(Records excerpted from a collection)

□ □ □

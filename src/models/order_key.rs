//! Directory-name codec: `"<key> <label>"`.
//!
//! Only the first space delimits; the label keeps any spaces it has.

use compact_str::{format_compact, CompactString};
use std::fmt;

/// Prefix of the hidden names entries take while a rename plan is in flight.
pub const SCRATCH_PREFIX: &str = ".scratch-";

#[derive(Debug, Clone, PartialEq, Eq, Hash)]
pub struct OrderKey {
    pub key: usize,
    pub label: CompactString,
}

#[derive(Debug, Clone, PartialEq, Eq, thiserror::Error)]
#[error("malformed line name: {0:?}")]
pub struct MalformedName(pub String);

impl OrderKey {
    pub fn new(key: usize, label: impl Into<CompactString>) -> Self {
        Self {
            key,
            label: label.into(),
        }
    }

    pub fn parse(name: &str) -> Result<Self, MalformedName> {
        let malformed = || MalformedName(name.to_string());

        let (digits, label) = name.split_once(' ').ok_or_else(malformed)?;
        if digits.is_empty() || !digits.bytes().all(|b| b.is_ascii_digit()) {
            return Err(malformed());
        }
        // Rejects key 0 too; other leading zeros would not survive a format round trip.
        if digits.starts_with('0') {
            return Err(malformed());
        }
        let key: usize = digits.parse().map_err(|_| malformed())?;

        Ok(Self::new(key, label))
    }

    pub fn format(&self) -> CompactString {
        format(self.key, &self.label)
    }

    pub fn with_key(&self, key: usize) -> Self {
        Self::new(key, self.label.clone())
    }

    /// Hidden detour name derived from the entry's current key.
    pub fn scratch_name(&self) -> CompactString {
        format_compact!("{}{}", SCRATCH_PREFIX, self.format())
    }
}

impl fmt::Display for OrderKey {
    fn fmt(&self, f: &mut fmt::Formatter<'_>) -> fmt::Result {
        write!(f, "{} {}", self.key, self.label)
    }
}

pub fn format(key: usize, label: &str) -> CompactString {
    format_compact!("{} {}", key, label)
}

pub fn is_scratch_name(name: &str) -> bool {
    name.starts_with(SCRATCH_PREFIX)
}

/// Labels become path components, so separators and NUL are rejected.
pub fn validate_label(label: &str) -> bool {
    !label.is_empty() && !label.contains(['/', '\\', '\0'])
}

#[cfg(test)]
#[path = "../../tests/unit/models/order_key.rs"]
mod tests;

□ □ □

*Required work*.
Please restate, exactly as written, the line that holds "NUL are rejected." and all remaining lines of the data above, and only those.

*Output below*.
/// Labels become path components, so separators and NUL are rejected.
pub fn validate_label(label: &str) -> bool {
    !label.is_empty() && !label.contains(['/', '\\', '\0'])
}

#[cfg(test)]
#[path = "../../tests/unit/models/order_key.rs"]
mod tests;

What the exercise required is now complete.